🍕 WebPizza RAG POC

🚀 Live Demo: https://webpizza-ai-poc.vercel.app/

⚠️ Experimental POC: This is a proof-of-concept for testing purposes only. It may contain bugs and errors. Loosely inspired by DataPizza AI.

100% Client-Side AI Document Chat - No servers, no APIs, complete privacy.

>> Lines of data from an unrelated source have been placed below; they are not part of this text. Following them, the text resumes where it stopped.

//! End-to-end tests for the backtest pipeline.

use chrono::{Duration, NaiveDate};
use rexb::prelude::*;

/// Series from closes given oldest-first, starting at `start`; each bar opens at its close.
fn series(symbol: &str, start: NaiveDate, closes: &[f64]) -> PriceSeries {
    let bars = closes
        .iter()
        .enumerate()
        .map(|(i, &c)| Bar::new(start + Duration::days(i as i64), c, c + 1.0, c - 1.0, c))
        .collect();
    PriceSeries::from_unordered(symbol, bars)
}

fn march(day: u32) -> NaiveDate {
    NaiveDate::from_ymd_opt(2021, 3, day).unwrap()
}

/// Three instruments signalling on 04-03-2021 with strengths C > A > B.
fn three_way_source() -> MemorySource {
    [
        series("AAA", march(1), &[100.0, 101.0, 103.0, 106.0, 110.0]),
        series("BBB", march(1), &[100.0, 101.0, 102.5, 105.0, 108.0]),
        series("CCC", march(1), &[100.0, 102.0, 105.0, 109.0, 114.0]),
    ]
    .into_iter()
    .collect()
}

// ============================================================
// DETECTOR SCENARIOS
// ============================================================

#[test]
fn test_shrinking_gains_with_strong_open_still_vetoed() {
    // passes the price ordering but inc1 (0.95) < inc2 (1.94)
    let s = series("X", march(1), &[100.0, 103.0, 105.0, 106.0, 110.0]);
    assert_eq!(RallyExhaustionDetector::default().scan(&s).count(), 0);
}

#[test]
fn test_detector_on_custom_bar_type() {
    struct Tick {
        day: NaiveDate,
        px: f64,
    }

    impl DailyBar for Tick {
        fn date(&self) -> NaiveDate {
            self.day
        }

        fn open(&self) -> f64 {
            self.px
        }

        fn close(&self) -> f64 {
            self.px
        }
    }

    let ticks: Vec<Tick> = [110.0, 106.0, 103.0, 101.0, 100.0]
        .iter()
        .enumerate()
        .map(|(i, &px)| Tick {
            day: march(5) - Duration::days(i as i64),
            px,
        })
        .collect();

    let found: Vec<_> = RallyExhaustionDetector::default()
        .scan_bars("TICK", &ticks)
        .collect();
    assert_eq!(found.len(), 1);
    assert_eq!(found[0].date.to_string(), "04-03-2021");
}

// ============================================================
// PIPELINE
// ============================================================

#[test]
fn test_full_run_caps_trades_per_day() {
    let backtest = BacktestBuilder::new()
        .universe(["AAA", "BBB", "CCC"])
        .build()
        .unwrap();
    let report = backtest.run(&three_way_source(), 2021).unwrap();

    assert!(report.skipped.is_empty());
    let rollup = &report.rollup;
    assert_eq!(rollup.trades.len(), 1);

    let day = SignalDate::parse("04-03-2021").unwrap();
    let picked: Vec<_> = rollup.trades[&day].iter().map(|t| t.symbol.as_str()).collect();
    assert_eq!(picked, vec!["CCC", "AAA"]);

    // CCC: 109.11 -> 114 = 4.48, AAA: 106.11 -> 110 = 3.67
    assert_eq!(rollup.trades[&day][0].pnl_percent, 4.48);
    assert_eq!(rollup.trades[&day][1].pnl_percent, 3.67);
    assert_eq!(rollup.monthly_percent["Mar"], 8.15);
    assert_eq!(rollup.yearly_percent, 8.15);
    assert_eq!(rollup.stats.trade_count, 2);

    assert_eq!(export_csv(&report.export), "date,percentPnL\n04-03-2021,8.15\n");
}

#[test]
fn test_cap_of_three_keeps_all() {
    let backtest = BacktestBuilder::new()
        .universe(["AAA", "BBB", "CCC"])
        .max_trades_per_day(3)
        .build()
        .unwrap();
    let report = backtest.run(&three_way_source(), 2021).unwrap();
    assert_eq!(report.rollup.stats.trade_count, 3);
}

#[test]
fn test_missing_instrument_does_not_abort() {
    let backtest = BacktestBuilder::new()
        .universe(["AAA", "GHOST", "CCC"])
        .build()
        .unwrap();
    let report = backtest.run(&three_way_source(), 2021).unwrap();

    assert_eq!(report.skipped.len(), 1);
    assert_eq!(report.skipped[0].symbol, "GHOST");
    assert!(matches!(
        report.skipped[0].error,
        BacktestError::MissingData { year: 2021, .. }
    ));
    assert_eq!(report.rollup.stats.trade_count, 2);
}

#[test]
fn test_other_year_has_no_data() {
    let backtest = BacktestBuilder::new()
        .universe(["AAA", "BBB", "CCC"])
        .build()
        .unwrap();
    let report = backtest.run(&three_way_source(), 2020).unwrap();
    assert_eq!(report.skipped.len(), 3);
    assert_eq!(report.rollup.yearly_percent, 0.0);
    assert!(report.rollup.monthly_percent.is_empty());
}

#[test]
fn test_run_is_repeatable() {
    let source = three_way_source();
    let backtest = BacktestBuilder::new()
        .universe(["CCC", "BBB", "AAA"])
        .build()
        .unwrap();

    let first = backtest.run(&source, 2021).unwrap();
    let second = backtest.run(&source, 2021).unwrap();
    assert_eq!(first.rollup, second.rollup);
    assert_eq!(first.export, second.export);
}

#[test]
fn test_months_and_year_across_dates() {
    let source: MemorySource = [
        series("AAA", march(1), &[100.0, 101.0, 103.0, 106.0, 110.0]),
        series(
            "BBB",
            NaiveDate::from_ymd_opt(2021, 5, 10).unwrap(),
            &[100.0, 102.0, 105.0, 109.0, 108.0],
        ),
    ]
    .into_iter()
    .collect();

    let backtest = BacktestBuilder::new().universe(["AAA", "BBB"]).build().unwrap();
    let report = backtest.run(&source, 2021).unwrap();
    let rollup = &report.rollup;

    let months: Vec<_> = rollup.monthly_percent.keys().map(String::as_str).collect();
    assert_eq!(months, vec!["Mar", "May"]);
    assert_eq!(rollup.monthly_percent["Mar"], 3.67);
    // 109.11 -> 108 = -1.02
    assert_eq!(rollup.monthly_percent["May"], -1.02);
    assert_eq!(rollup.yearly_percent, 2.65);
    assert_eq!(report.export.len(), 2);
    assert_eq!(rollup.stats.worst_day.unwrap().date.to_string(), "13-05-2021");
}

#[test]
fn test_report_serializes() {
    let backtest = BacktestBuilder::new()
        .universe(["AAA", "GHOST"])
        .build()
        .unwrap();
    let report = backtest.run(&three_way_source(), 2021).unwrap();

    let json = serde_json::to_value(&report).unwrap();
    assert_eq!(json["year"], 2021);
    assert_eq!(json["rollup"]["monthlyPercent"]["Mar"], 3.67);
    assert_eq!(json["export"][0]["date"], "04-03-2021");
    assert_eq!(json["skipped"][0]["symbol"], "GHOST");
    assert!(json["skipped"][0]["error"].as_str().unwrap().contains("GHOST"));
}
//! Rounding and percent-change arithmetic shared by the detector and the rollup.

/// Default entry slippage multiplier (0.1% above the signal close).
pub const DEFAULT_SLIPPAGE: f64 = 1.001;
/// Default number of trades kept per signal date.
pub const DEFAULT_MAX_TRADES_PER_DAY: usize = 2;
/// Bars in one detection window (d0..=d4).
pub const WINDOW: usize = 5;

/// Round to 2 decimals, half-up on the scaled value.
///
/// `round2(1.005)` is whatever `1.005 * 100.0` rounds to; no decimal correction is applied.
#[inline]
pub fn round2(value: f64) -> f64 {
    let rounded = (value * 100.0 + 0.5).floor() / 100.0;
    // -0.0 would print as "-0"
    if rounded == 0.0 {
        0.0
    } else {
        rounded
    }
}

/// Percent change from `from` to `to`, rounded to 2 decimals.
///
/// Returns `None` when `from` is zero or either side is not finite.
#[inline]
pub fn pct_change(from: f64, to: f64) -> Option<f64> {
    if from == 0.0 || !from.is_finite() || !to.is_finite() {
        return None;
    }
    let change = round2((to - from) / from * 100.0);
    change.is_finite().then_some(change)
}

/// Add `next` to a running total and round, the stepwise way the rollup accumulates.
#[inline]
pub fn add_round2(acc: f64, next: f64) -> f64 {
    round2(acc + next)
}
//! Grouping candidates by signal date and capping trades per date.

use std::collections::BTreeMap;

use crate::{series::SignalDate, CandidateTrade, PositionCap};

/// Candidates keyed by signal date. Keys iterate chronologically; each
/// vector keeps input order.
pub type DateBucket = BTreeMap<SignalDate, Vec<CandidateTrade>>;

/// Group candidates by signal date, stable w.r.t. input order.
pub fn group_by_date<I>(candidates: I) -> DateBucket
where
    I: IntoIterator<Item = CandidateTrade>,
{
    let mut bucket = DateBucket::new();
    for trade in candidates {
        bucket.entry(trade.date).or_default().push(trade);
    }
    bucket
}

/// Keep the `cap` strongest candidates of every date.
///
/// Sorted by `change_percent` descending; equal keys keep grouping order.
pub fn select_top(mut bucket: DateBucket, cap: PositionCap) -> DateBucket {
    for trades in bucket.values_mut() {
        rank(trades);
        trades.truncate(cap.get());
    }
    bucket
}

/// Stable descending sort on the ranking key.
pub fn rank(trades: &mut [CandidateTrade]) {
    trades.sort_by(|a, b| b.change_percent.total_cmp(&a.change_percent));
}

Chat with your PDF documents using AI that runs entirely in your browser via WebGPU.

✨ Features

🔒 100% Private: All processing happens in your browser - your documents never leave your device
⚡ Dual Engine: Choose between standard WebLLM or optimized WeInfer (~3.76x faster)
🤖 Multiple Models: Phi-3, Llama 3, Mistral 7B, Qwen, Gemma
📄 PDF Support: Upload and chat with your PDF documents
🎯 RAG Pipeline: Advanced retrieval-augmented generation with vector search
💾 Local Storage: Documents cached in IndexedDB for instant access
🚀 WebGPU Accelerated: Leverage your GPU for fast inference

🛠️ Tech Stack

Frontend: Angular 20.3.0
LLM Engines:
- WebLLM v0.2.79 (Standard)
- WeInfer (Optimized fork with buffer reuse + async pipeline)
Embeddings: Transformers.js v2.17.2 (all-MiniLM-L6-v2)
PDF Parsing: PDF.js v5.4.296
Vector Store: IndexedDB with cosine similarity
Compute: WebGPU / WebAssembly

🚀 Quick Start

Prerequisites

Modern browser with WebGPU support (Chrome 113+, Edge 113+)
4GB+ RAM available
Modern GPU (Intel HD 5500+, NVIDIA GTX 650+, AMD HD 7750+, Apple M1+)

Development

# Install dependencies
npm install

# Start dev server
npm start

# Build for production
npm run build

Enable WebGPU (if needed)

Open chrome://flags or edge://flags
Search for "WebGPU"
Enable "Unsafe WebGPU"
Restart browser

Check your browser: https://webgpureport.org/

📖 Usage

Select Engine: Choose between WebLLM (standard) or WeInfer (optimized)
Choose Model: Select an LLM based on your hardware capabilities
Upload PDF: Drop your document (first load downloads model ~1-4GB)
Ask Questions: Chat with your document using natural language

🔒 Privacy

❌ No data collection
❌ No server uploads
❌ No tracking cookies
❌ No analytics
✅ 100% client-side processing
✅ Your data never leaves your device

See our Privacy Policy and Cookie Policy for details.

⚡ Performance

WebLLM (Standard)

Phi-3 Mini: ~3-6 tokens/sec
Llama 3.2 1B: ~8-12 tokens/sec
Mistral 7B: ~2-4 tokens/sec

WeInfer (Optimized)

~3.76x faster across all models
Buffer reuse optimization
Asynchronous pipeline processing
GPU sampling optimization

📦 Deployment

Vercel (Recommended)

# Install Vercel CLI
npm i -g vercel

# Deploy
vercel

The project includes vercel.json with optimal configuration for WebGPU and routing.

Other Platforms

Ensure your hosting supports:

SPA routing (all routes → index.html)
Cross-Origin headers for WebGPU:
- Cross-Origin-Embedder-Policy: require-corp
- Cross-Origin-Opener-Policy: same-origin

🎯 Browser Compatibility

Browser	Version	WebGPU Support
Chrome	113+	✅ Full Support
Edge	113+	✅ Full Support
Safari	18+	⚠️ Experimental
Firefox	-	❌ Not Yet

🔧 Configuration

Available Models (WebLLM)

- Phi-3-mini-4k-instruct-q4f16_1-MLC (~2GB)
- Llama-3.2-1B-Instruct-q4f16_1-MLC (~1GB)
- Llama-3.2-3B-Instruct-q4f16_1-MLC (~1.5GB)
- Mistral-7B-Instruct-v0.3-q4f16_1-MLC (~4GB)
- Qwen2.5-1.5B-Instruct-q4f16_1-MLC (~1GB)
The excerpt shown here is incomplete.